Un sollozo y un apretón de mano fueron la única respuesta que ella le dio.

—No, por supuesto que no. No me gustaría que me dijeses que había disminuido. Es un mozo bien parecido y es un cristiano, lo cual es ser bastante más de lo que son estas gentes de aquí, a pesar de tanto rezar y predicar. Mañana sale una expedición para Nevada, y yo me las arreglaré para enviarle un mensaje explicándole el conflicto en que estamos inmersos. O yo no conozco a ese mozo, o regresará a una velocidad que dejará pequeña a la del telégrafo eléctrico.

Lucy se echó a reír por entre sus lágrimas al escuchar aquella descripción de su padre.

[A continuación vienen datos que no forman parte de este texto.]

//! Schema literals for the registry's three importable entities.

use std::fmt;
use std::str::FromStr;

use crate::types::{ColumnSpec, EntitySchema, FieldKind};

/// Registered owners. Every row gets a fresh identifier.
pub fn owners() -> EntitySchema {
    EntitySchema {
        table: "owners".to_string(),
        generate_id: true,
        natural_key: keys(&["name", "country", "state", "city"]),
        columns: vec![
            ColumnSpec::new("name", FieldKind::String),
            ColumnSpec::new("country", FieldKind::String),
            ColumnSpec::new("state", FieldKind::String),
            ColumnSpec::new("city", FieldKind::String),
        ],
    }
}

/// Individual cars, with factory, shipping and first-sale details.
pub fn cars() -> EntitySchema {
    EntitySchema {
        table: "cars".to_string(),
        generate_id: true,
        natural_key: keys(&["vin", "edition_id", "sequence"]),
        columns: vec![
            ColumnSpec::new("vin", FieldKind::String),
            ColumnSpec::new("color", FieldKind::String),
            ColumnSpec::new("edition_id", FieldKind::Reference),
            ColumnSpec::new("sequence", FieldKind::Integer),
            ColumnSpec::new("destroyed", FieldKind::Boolean),
            ColumnSpec::new("manufacture_date", FieldKind::Timestamp),
            ColumnSpec::new("shipping_date", FieldKind::Timestamp),
            ColumnSpec::new("shipping_location", FieldKind::String),
            ColumnSpec::new("shipping_vessel", FieldKind::String),
            ColumnSpec::new("sale_date", FieldKind::Timestamp),
            ColumnSpec::new("sale_location", FieldKind::String),
            ColumnSpec::new("sale_dealer", FieldKind::String),
            ColumnSpec::new("sale_msrp", FieldKind::Decimal),
            ColumnSpec::new("current_owner_id", FieldKind::Reference),
        ],
    }
}

/// Ownership history. A join between cars and owners, keyed by both ids.
pub fn car_owners() -> EntitySchema {
    EntitySchema {
        table: "car_owners".to_string(),
        generate_id: false,
        natural_key: Vec::new(),
        columns: vec![
            ColumnSpec::new("car_id", FieldKind::Reference),
            ColumnSpec::new("owner_id", FieldKind::Reference),
            ColumnSpec::new("date_start", FieldKind::Timestamp),
            ColumnSpec::new("date_end", FieldKind::Timestamp),
        ],
    }
}

fn keys(fields: &[&str]) -> Vec<String> {
    fields.iter().map(|f| f.to_string()).collect()
}

/// The built-in entity kinds.
#[derive(Debug, Clone, Copy, PartialEq, Eq, Hash)]
pub enum BuiltinEntity {
    Owners,
    Cars,
    CarOwners,
}

impl BuiltinEntity {
    pub fn all() -> &'static [BuiltinEntity] {
        &[Self::Owners, Self::Cars, Self::CarOwners]
    }

    /// Command-line name of the entity.
    pub fn name(&self) -> &'static str {
        match self {
            Self::Owners => "owners",
            Self::Cars => "cars",
            Self::CarOwners => "car-owners",
        }
    }

    pub fn schema(&self) -> EntitySchema {
        match self {
            Self::Owners => owners(),
            Self::Cars => cars(),
            Self::CarOwners => car_owners(),
        }
    }
}

impl fmt::Display for BuiltinEntity {
    fn fmt(&self, f: &mut fmt::Formatter<'_>) -> fmt::Result {
        f.write_str(self.name())
    }
}

impl FromStr for BuiltinEntity {
    type Err = String;

    fn from_str(s: &str) -> Result<Self, Self::Err> {
        match s.to_ascii_lowercase().as_str() {
            "owners" | "owner" => Ok(Self::Owners),
            "cars" | "car" => Ok(Self::Cars),
            "car-owners" | "car_owners" | "carowners" => Ok(Self::CarOwners),
            other => Err(format!(
                "unknown entity '{other}' (expected owners, cars or car-owners)"
            )),
        }
    }
}
use owo_colors::OwoColorize;
use owo_colors::Stream::Stdout;

use registry_catalog::{BuiltinEntity, to_yaml};

use crate::error::CliError;

/// List the built-in schemas, or print one as YAML.
pub(crate) fn run_schemas(show: Option<BuiltinEntity>) -> Result<(), CliError> {
    if let Some(entity) = show {
        let yaml = to_yaml(&entity.schema()).map_err(|e| CliError::config(e.to_string()))?;
        // Data for redirection, not a status message
        println!("{}", yaml.trim_end());
        return Ok(());
    }

    log::info!("Built-in schemas:");
    log::info!("");
    for entity in BuiltinEntity::all() {
        let schema = entity.schema();
        log::info!(
            "  {} -> {}{}",
            entity.name().if_supports_color(Stdout, |t| t.bold()),
            schema.table.if_supports_color(Stdout, |t| t.cyan()),
            if schema.generate_id {
                format!(" {}", "(generated id)".if_supports_color(Stdout, |t| t.green()))
            } else {
                String::new()
            },
        );
        for col in &schema.columns {
            log::info!("    {:<20} {}", col.column, col.kind);
        }
    }
    Ok(())
}
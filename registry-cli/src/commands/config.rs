use owo_colors::OwoColorize;
use owo_colors::Stream::Stdout;

use registry_import::InvalidValuePolicy;
use registry_import::settings::{self, delimiter_byte};

use crate::error::CliError;

/// Show the settings file location and contents.
pub(crate) fn run_config_show() -> Result<(), CliError> {
    let path = settings::settings_path();
    log::info!(
        "{}",
        "Import settings".if_supports_color(Stdout, |t| t.bold()),
    );
    log::info!("");

    if path.exists() {
        log::info!(
            "  Settings file: {} {}",
            path.display().if_supports_color(Stdout, |t| t.cyan()),
            "(exists)".if_supports_color(Stdout, |t| t.green()),
        );
    } else {
        log::info!(
            "  Settings file: {} {}",
            path.display().if_supports_color(Stdout, |t| t.cyan()),
            "(not found)".if_supports_color(Stdout, |t| t.dimmed()),
        );
    }
    log::info!("");

    let current = settings::load_import_settings();
    let show = |name: &str, value: Option<String>, default: &str| match value {
        Some(v) => log::info!("  {:<12} {}", name, v),
        None => log::info!(
            "  {:<12} {}",
            name,
            format!("{default} (default)").if_supports_color(Stdout, |t| t.dimmed()),
        ),
    };
    show(
        "delimiter",
        current.delimiter.map(|c| format!("{c:?}")),
        "','",
    );
    show(
        "on_invalid",
        current.on_invalid.map(|p| p.to_string()),
        InvalidValuePolicy::default().as_str(),
    );
    show(
        "stable_ids",
        current.stable_ids.map(|b| b.to_string()),
        "false",
    );

    if let Some(contents) = settings::load_settings_string() {
        log::debug!("Raw settings:\n{}", contents.trim_end());
    }
    Ok(())
}

/// Print the settings file path.
pub(crate) fn run_config_path() -> Result<(), CliError> {
    println!("{}", settings::settings_path().display());
    Ok(())
}

/// Update saved defaults; fields not given keep their saved value.
pub(crate) fn run_config_set(
    delimiter: Option<char>,
    on_invalid: Option<InvalidValuePolicy>,
    stable_ids: Option<bool>,
) -> Result<(), CliError> {
    if delimiter.is_none() && on_invalid.is_none() && stable_ids.is_none() {
        return Err(CliError::usage(
            "nothing to set: pass --delimiter, --on-invalid or --stable-ids",
        ));
    }
    if let Some(c) = delimiter {
        delimiter_byte(c).map_err(CliError::config)?;
    }

    let mut current = settings::load_import_settings();
    if delimiter.is_some() {
        current.delimiter = delimiter;
    }
    if on_invalid.is_some() {
        current.on_invalid = on_invalid;
    }
    if stable_ids.is_some() {
        current.stable_ids = stable_ids;
    }
    settings::save_import_settings(&current)?;

    log::info!(
        "{} Saved {}",
        "\u{2714}".if_supports_color(Stdout, |t| t.green()),
        settings::settings_path().display(),
    );
    Ok(())
}
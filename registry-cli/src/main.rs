//! registry-import CLI
//!
//! Command-line interface for turning vehicle registry CSV exports into SQL
//! insert statements.

mod cli_types;
mod commands;
mod error;
mod logging;

use clap::Parser;

use cli_types::{Cli, Commands, ConfigAction};
use commands::config::{run_config_path, run_config_set, run_config_show};
use commands::import::run_import;
use commands::schemas::run_schemas;
use error::CliError;

fn main() {
    let cli = Cli::parse();

    if let Err(e) = logging::init(cli.quiet, cli.verbose, cli.logfile.as_deref()) {
        eprintln!("error: {e}");
        std::process::exit(1);
    }

    if let Err(e) = run(cli.command) {
        log::error!("{e}");
        std::process::exit(1);
    }
}

fn run(command: Commands) -> Result<(), CliError> {
    match command {
        Commands::Owners(args) => run_import(&registry_catalog::owners(), args),
        Commands::Cars(args) => run_import(&registry_catalog::cars(), args),
        Commands::CarOwners(args) => run_import(&registry_catalog::car_owners(), args),
        Commands::Custom { schema, import } => {
            let schema = registry_catalog::load_schema(&schema)?;
            run_import(&schema, import)
        }
        Commands::Schemas { show } => run_schemas(show),
        Commands::Config { action } => match action {
            ConfigAction::Show => run_config_show(),
            ConfigAction::Path => run_config_path(),
            ConfigAction::Set {
                delimiter,
                on_invalid,
                stable_ids,
            } => run_config_set(delimiter, on_invalid, stable_ids),
        },
    }
}
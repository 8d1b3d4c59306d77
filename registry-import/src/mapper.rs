//! Record mapping: one source row to one ordered set of literals.

use std::collections::HashMap;

use csv::StringRecord;
use registry_catalog::{EntitySchema, ID_COLUMN};

use crate::error::{ImportError, RecordError};
use crate::ids::IdGenerator;
use crate::normalize::{InvalidValuePolicy, Literal, normalize};

/// Positions of the schema's source fields within the header row.
#[derive(Debug, Clone)]
pub struct HeaderIndex {
    positions: HashMap<String, usize>,
}

impl HeaderIndex {
    /// Resolve every source field the schema reads against the header.
    ///
    /// Header names match case-sensitively. Fails with every missing name
    /// at once so a bad schema is fixed in one pass.
    pub fn resolve(headers: &StringRecord, schema: &EntitySchema) -> Result<Self, ImportError> {
        let mut positions = HashMap::new();
        for (i, name) in headers.iter().enumerate() {
            // First occurrence wins for duplicated header names
            positions.entry(name.to_string()).or_insert(i);
        }

        let missing: Vec<String> = schema
            .source_fields()
            .into_iter()
            .filter(|f| !positions.contains_key(*f))
            .map(str::to_string)
            .collect();
        if !missing.is_empty() {
            return Err(ImportError::MissingFields {
                table: schema.table.clone(),
                fields: missing,
            });
        }

        Ok(Self { positions })
    }

    pub fn position(&self, field: &str) -> Option<usize> {
        self.positions.get(field).copied()
    }
}

/// One parsed row of the source, addressed by header name.
#[derive(Debug, Clone, Copy)]
pub struct SourceRecord<'a> {
    /// Line number of the row in the source file.
    pub row: u64,
    record: &'a StringRecord,
    index: &'a HeaderIndex,
}

impl<'a> SourceRecord<'a> {
    pub fn new(row: u64, record: &'a StringRecord, index: &'a HeaderIndex) -> Self {
        Self { row, record, index }
    }

    /// Value of a header field. `None` when the row is too short to have it.
    pub fn get(&self, field: &str) -> Option<&'a str> {
        self.index.position(field).and_then(|i| self.record.get(i))
    }
}

/// A row rendered to literals, in the schema's output column order.
#[derive(Debug, Clone, PartialEq, Eq)]
pub struct MappedRecord {
    pub row: u64,
    pub values: Vec<(String, Literal)>,
    /// Invalid values that were written as `NULL` under the null policy.
    pub nulled: Vec<RecordError>,
}

impl MappedRecord {
    pub fn columns(&self) -> impl Iterator<Item = &str> {
        self.values.iter().map(|(c, _)| c.as_str())
    }

    pub fn literals(&self) -> impl Iterator<Item = &Literal> {
        self.values.iter().map(|(_, l)| l)
    }

    pub fn get(&self, column: &str) -> Option<&Literal> {
        self.values
            .iter()
            .find(|(c, _)| c == column)
            .map(|(_, l)| l)
    }
}

/// Outcome of mapping a row that did not abort the run.
#[derive(Debug, Clone, PartialEq, Eq)]
pub enum MapOutcome {
    Mapped(MappedRecord),
    /// Dropped under the skip policy.
    Skipped(RecordError),
}

/// Map one row to literals.
///
/// Value errors follow `policy`: under `Abort` they are returned as `Err`,
/// under `Skip` the row comes back as [`MapOutcome::Skipped`], and under
/// `Null` the value renders as `NULL`. Identifier errors are never nulled.
pub fn map_record(
    record: &SourceRecord<'_>,
    schema: &EntitySchema,
    ids: &mut dyn IdGenerator,
    policy: InvalidValuePolicy,
) -> Result<MapOutcome, RecordError> {
    let mut values = Vec::with_capacity(schema.columns.len() + 1);
    let mut nulled = Vec::new();

    for col in &schema.columns {
        let raw = record.get(col.source_field());
        let literal = match normalize(raw, col.kind) {
            Ok(l) => l,
            Err(e) => {
                let err = RecordError::invalid(record.row, &col.column, e);
                match policy {
                    InvalidValuePolicy::Abort => return Err(err),
                    InvalidValuePolicy::Skip => return Ok(MapOutcome::Skipped(err)),
                    InvalidValuePolicy::Null => {
                        nulled.push(err);
                        Literal::null()
                    }
                }
            }
        };
        values.push((col.column.clone(), literal));
    }

    if schema.generate_id {
        let id = match ids.next_id(record, schema) {
            Ok(id) => id,
            Err(cause) => {
                let err = RecordError::new(record.row, cause);
                return match policy {
                    InvalidValuePolicy::Abort => Err(err),
                    _ => Ok(MapOutcome::Skipped(err)),
                };
            }
        };
        values.insert(0, (ID_COLUMN.to_string(), Literal::quoted(&id)));
    }

    Ok(MapOutcome::Mapped(MappedRecord {
        row: record.row,
        values,
        nulled,
    }))
}

#[cfg(test)]
#[path = "tests/mapper_tests.rs"]
mod tests;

—Cuando él llegue nos aconsejará lo que mejor se puede hacer. Es por usted por quien yo tengo miedo, padre. Se oyen contar... se oyen contar unas cosas espantosas acerca de los que se oponen al Profeta, siempre les ocurre algo terrible.

—Pero nosotros no nos hemos opuesto a él todavía —contestó su padre—. Tiempo tendremos de esperar la tormenta cuando lo hagamos. Tenemos por delante un mes entero, hacia fines de ese plazo creo que haremos bien en alejarnos de Utah.

—¡Irnos de Utah!

—Algo por el estilo.

—¿Y la granja?

—Convertiremos en dinero todo cuanto nos sea posible, y lo demás tendremos que dejarlo. Si he de decirte la verdad, Lucy, no es esta la primera vez que se me ha ocurrido hacerlo. Yo no estoy por someterme a nadie, como lo hace esta gente con su condenado Profeta. Yo he nacido norteamericano y libre, y todo esto me resulta nuevo. Probablemente soy demasiado viejo para aprender. Si ese hombre anda ramoneando por los alrededores de esta granja, quizá tropiece con un escopetazo de postas que caminan en sentido contrario.

—Pero no nos dejarán marchar —le objetó su hija.

—Espera que venga Jefferson, y pronto lo arreglaremos. Entretanto, no te preocupes, cariño, y no dejes que se te irriten los ojos de llorar, porque si él te ve así la tomaría contigo. No hay ningún motivo para asustarse y tampoco existe peligro alguno.

John Ferrier sentenció estas consoladoras palabras con seguridad; pero Lucy puso especial atención en que aquella noche tuvo un cuidadoso esmero en ponerle el cerrojo a las ventanas y en limpiar y cargar la vieja escopeta que colgaba en una pared del dormitorio.